### Exercise goal:
Only the lines with the string "stopped" are needed; return each of them from the entries below.

START Source data

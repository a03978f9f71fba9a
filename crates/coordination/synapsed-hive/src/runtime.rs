//! Process-wide wiring
//!
//! [`Hive`] is built once per process from a [`HiveConfig`] and hands the
//! same registry to every component.

use crate::{
    checkpoint::{Checkpoint, CheckpointStore, FileCheckpointStore, InMemoryCheckpointStore},
    config::{HiveConfig, StorageBackendConfig},
    error::SwarmResult,
    fault_tolerance::{FaultToleranceSupervisor, MonitorHandle},
    persistence::{InMemoryBackend, PersistenceBackend, SqliteBackend},
    registry::SwarmRegistry,
    routing::{CommunicationRouter, MessageTransport},
    security::{CredentialVerifier, SecurityManager},
    swarm::Swarm,
};
use dashmap::DashMap;
use std::sync::Arc;
use tracing::{info, warn};

/// The assembled orchestration engine
pub struct Hive {
    config: HiveConfig,
    registry: Arc<SwarmRegistry>,
    supervisor: FaultToleranceSupervisor,
    security: Arc<SecurityManager>,
    router: CommunicationRouter,
    monitors: DashMap<String, MonitorHandle>,
}

impl std::fmt::Debug for Hive {
    fn fmt(&self, f: &mut std::fmt::Formatter<'_>) -> std::fmt::Result {
        f.debug_struct("Hive")
            .field("registry", &self.registry)
            .field("monitors", &self.monitors.len())
            .finish_non_exhaustive()
    }
}

impl Hive {
    /// Open the configured stores and wire every component
    pub async fn from_config(
        config: HiveConfig,
        verifier: Arc<dyn CredentialVerifier>,
        transport: Arc<dyn MessageTransport>,
    ) -> SwarmResult<Self> {
        config.validate()?;

        let backend: Arc<dyn PersistenceBackend> = match &config.persistence.backend {
            StorageBackendConfig::Memory => Arc::new(InMemoryBackend::new()),
            StorageBackendConfig::Sqlite { path } => Arc::new(SqliteBackend::open(path).await?),
        };
        let store: Arc<dyn CheckpointStore> = match &config.persistence.checkpoint_dir {
            Some(dir) => Arc::new(FileCheckpointStore::new(dir).await?),
            None => Arc::new(InMemoryCheckpointStore::new()),
        };

        let registry = Arc::new(SwarmRegistry::with_backend(backend));
        let supervisor = FaultToleranceSupervisor::new(store, config.fault_tolerance.clone())?;
        let security = Arc::new(SecurityManager::new(verifier, config.security.clone())?);
        let router = CommunicationRouter::new(registry.clone(), transport, config.routing.clone())?
            .with_security(security.clone());

        info!(
            "Hive ready (backend: {:?}, checkpoints: {})",
            config.persistence.backend,
            config
                .persistence
                .checkpoint_dir
                .as_ref()
                .map(|d| d.display().to_string())
                .unwrap_or_else(|| "memory".to_string())
        );

        Ok(Self {
            config,
            registry,
            supervisor,
            security,
            router,
            monitors: DashMap::new(),
        })
    }

    pub fn config(&self) -> &HiveConfig {
        &self.config
    }

    pub fn registry(&self) -> &Arc<SwarmRegistry> {
        &self.registry
    }

    pub fn supervisor(&self) -> &FaultToleranceSupervisor {
        &self.supervisor
    }

    pub fn security(&self) -> &Arc<SecurityManager> {
        &self.security
    }

    pub fn router(&self) -> &CommunicationRouter {
        &self.router
    }

    /// Create a swarm from the configured defaults under `name`
    pub async fn create_swarm(&self, name: &str) -> SwarmResult<Arc<Swarm>> {
        self.registry
            .create_swarm(self.config.swarm_defaults.clone().renamed(name))
            .await
    }

    /// Start a swarm and health-check it at the configured health interval
    ///
    /// Checkpoints follow their own, usually longer, interval.
    pub async fn start_supervised(&self, swarm_id: &str) -> SwarmResult<()> {
        self.registry.start_swarm(swarm_id).await?;
        let swarm = self.registry.get_swarm(swarm_id)?;
        let handle = self
            .supervisor
            .monitor_swarm(&swarm, self.config.fault_tolerance.health_interval())?;
        if let Some(previous) = self.monitors.insert(swarm_id.to_string(), handle) {
            previous.stop().await;
        }
        Ok(())
    }

    /// Stop supervision and the swarm itself
    pub async fn stop_supervised(&self, swarm_id: &str) -> SwarmResult<()> {
        if let Some((_, handle)) = self.monitors.remove(swarm_id) {
            handle.stop().await;
        }
        self.registry.stop_swarm(swarm_id).await
    }

    /// Recover a swarm and mirror its new status to the backend
    pub async fn recover_swarm(&self, swarm_id: &str) -> SwarmResult<Checkpoint> {
        let swarm = self.registry.get_swarm(swarm_id)?;
        let checkpoint = self.supervisor.recover_swarm(&swarm).await?;
        if let Err(e) = self.registry.sync_record(swarm_id).await {
            warn!("Failed to persist recovery of swarm {}: {}", swarm_id, e);
        }
        Ok(checkpoint)
    }

    /// Delete a stopped swarm with its routing table and checkpoints
    pub async fn delete_swarm(&self, swarm_id: &str) -> SwarmResult<()> {
        self.registry.delete_swarm(swarm_id).await?;
        if let Some((_, handle)) = self.monitors.remove(swarm_id) {
            handle.stop().await;
        }
        self.router.remove_pattern(swarm_id);
        let removed = self.supervisor.store().delete_all(swarm_id).await?;
        info!("Deleted swarm {} and {} checkpoints", swarm_id, removed);
        Ok(())
    }

    /// Stop every monitor and running swarm
    pub async fn shutdown(&self) {
        let ids: Vec<String> = self.monitors.iter().map(|e| e.key().clone()).collect();
        for id in ids {
            if let Some((_, handle)) = self.monitors.remove(&id) {
                handle.stop().await;
            }
        }
        for swarm in self.registry.list_swarms() {
            if let Err(e) = self.registry.stop_swarm(swarm.id()).await {
                warn!("Swarm {} not stopped during shutdown: {}", swarm.id(), e);
            }
        }
        info!("Hive shut down");
    }
}
//! # Synapsed Hive
//!
//! Swarm orchestration engine for pools of autonomous trading agents.
//!
//! ## Key Features
//!
//! - **Swarm Lifecycle**: create, start, stop and delete swarms through one registry
//! - **Membership & Leadership**: ordered member sets with pluggable, deterministic election
//! - **Shared State**: per-swarm typed key/value store with a guarded `leader_id` slot
//! - **Task Allocation**: pull-model queue with exactly-once claims
//! - **Fault Tolerance**: periodic checkpoints, health monitoring and recovery
//! - **Security**: token authentication, per-action authorization, ChaCha20-Poly1305 envelopes
//! - **Routing**: topology-aware best-effort delivery over current membership
//!
//! ## Architecture
//!
//! ```text
//! ┌──────────────────────────────────────────────┐
//! │                    Hive                      │
//! ├──────────────────────────────────────────────┤
//! │ FaultTolerance │ SecurityManager │  Router    │
//! │   Supervisor   │                 │            │
//! ├──────────────────────────────────────────────┤
//! │                SwarmRegistry                 │
//! ├──────────────────────────────────────────────┤
//! │  Swarm: Membership │ SharedState │ TaskQueue  │
//! ├──────────────────────────────────────────────┤
//! │ CheckpointStore    │    PersistenceBackend    │
//! └──────────────────────────────────────────────┘
//! ```
//!
//! ## Example
//!
//! ```no_run
//! use synapsed_hive::prelude::*;
//!
//! # async fn run() -> SwarmResult<()> {
//! let registry = SwarmRegistry::new();
//! let swarm = registry.create_swarm(SwarmConfig::new("s1").with_max_agents(5)).await?;
//! registry.add_agent_to_swarm(swarm.id(), "a1").await?;
//! assert_eq!(registry.elect_leader("s1").await?, "a1");
//!
//! let task = registry.allocate_task("s1", StateValue::map([("type", "optimize")])).await?;
//! registry.claim_task("s1", &task.id, "a1").await?;
//! registry.complete_task("s1", &task.id, "a1", StateValue::from(true)).await?;
//! # Ok(())
//! # }
//! ```

pub mod checkpoint;
pub mod config;
pub mod crypto;
pub mod election;
pub mod error;
pub mod fault_tolerance;
pub mod membership;
pub mod persistence;
pub mod plugins;
pub mod registry;
pub mod routing;
pub mod runtime;
pub mod security;
pub mod state;
pub mod swarm;
pub mod tasks;
pub mod telemetry;
pub mod types;
pub mod value;

pub use checkpoint::{
    Checkpoint, CheckpointStore, FileCheckpointStore, InMemoryCheckpointStore, CHECKPOINT_VERSION,
};
pub use config::{
    AlgorithmConfig, DuplicateMemberPolicy, FaultToleranceConfig, HiveConfig, LeaderReelection,
    LoggingConfig, PersistenceConfig, RoutingConfig, SecurityConfig, StorageBackendConfig,
    SwarmConfig, TuningLimits,
};
pub use crypto::{
    decrypt_message, encrypt_message, encrypt_with_metadata, MessageEnvelope, SharedKey,
};
pub use election::{EarliestJoinPolicy, ElectionPolicy, ElectionStrategy, LowestIdPolicy};
pub use error::{SwarmContext, SwarmError, SwarmResult};
pub use fault_tolerance::{
    FaultToleranceSupervisor, HealthProbe, HeartbeatProbe, MonitorHandle, RecoveryStatistics,
};
pub use membership::{Member, Membership};
pub use persistence::{
    AgentRecord, InMemoryBackend, PersistenceBackend, SqliteBackend, StorageHealth, SwarmRecord,
};
pub use plugins::{
    ChainClient, ChainTransaction, OptimizationStrategy, ParameterTuningRequest,
    SettlementReceipt, TuningOutcome,
};
pub use registry::SwarmRegistry;
pub use routing::{
    CommunicationRouter, DeliveryReport, InMemoryTransport, MessageTransport, Route,
    RoutedMessage, RoutingTable, Topology,
};
pub use runtime::Hive;
pub use security::{
    AccessLogEntry, AccessPolicy, AccessRule, CredentialVerifier, Credentials, IssuedToken,
    PolicyEffect, SecurityContext, SecurityManager, SecurityPolicy, StaticCredentialVerifier,
};
pub use state::{SharedState, LEADER_KEY};
pub use swarm::{Heartbeat, Swarm, SwarmSnapshot};
pub use tasks::{Settlement, Task, TaskQueue};
pub use types::*;
pub use value::StateValue;

/// Version of the hive coordination protocol
pub const PROTOCOL_VERSION: &str = "1.0.0";

/// Maximum number of agents in a swarm
pub const MAX_SWARM_SIZE: usize = 100;

/// Prelude for convenient imports
pub mod prelude {
    pub use crate::{
        decrypt_message, encrypt_message, AccessPolicy, AccessRule, Checkpoint, CheckpointStore,
        CommunicationRouter, Credentials, DuplicateMemberPolicy, ElectionStrategy,
        FaultToleranceConfig, FaultToleranceSupervisor, Hive, HiveConfig, InMemoryCheckpointStore,
        InMemoryTransport, LeaderReelection, MessageEnvelope, Route, SecurityManager,
        SecurityPolicy, SharedKey, StateValue, StaticCredentialVerifier, Swarm, SwarmConfig,
        SwarmError, SwarmEvent, SwarmRegistry, SwarmResult, SwarmStatus, Task, TaskStatus,
        Topology,
    };
}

END Source data

### Problem solution:
    /// Delete a stopped swarm with its routing table and checkpoints
                warn!("Swarm {} not stopped during shutdown: {}", swarm.id(), e);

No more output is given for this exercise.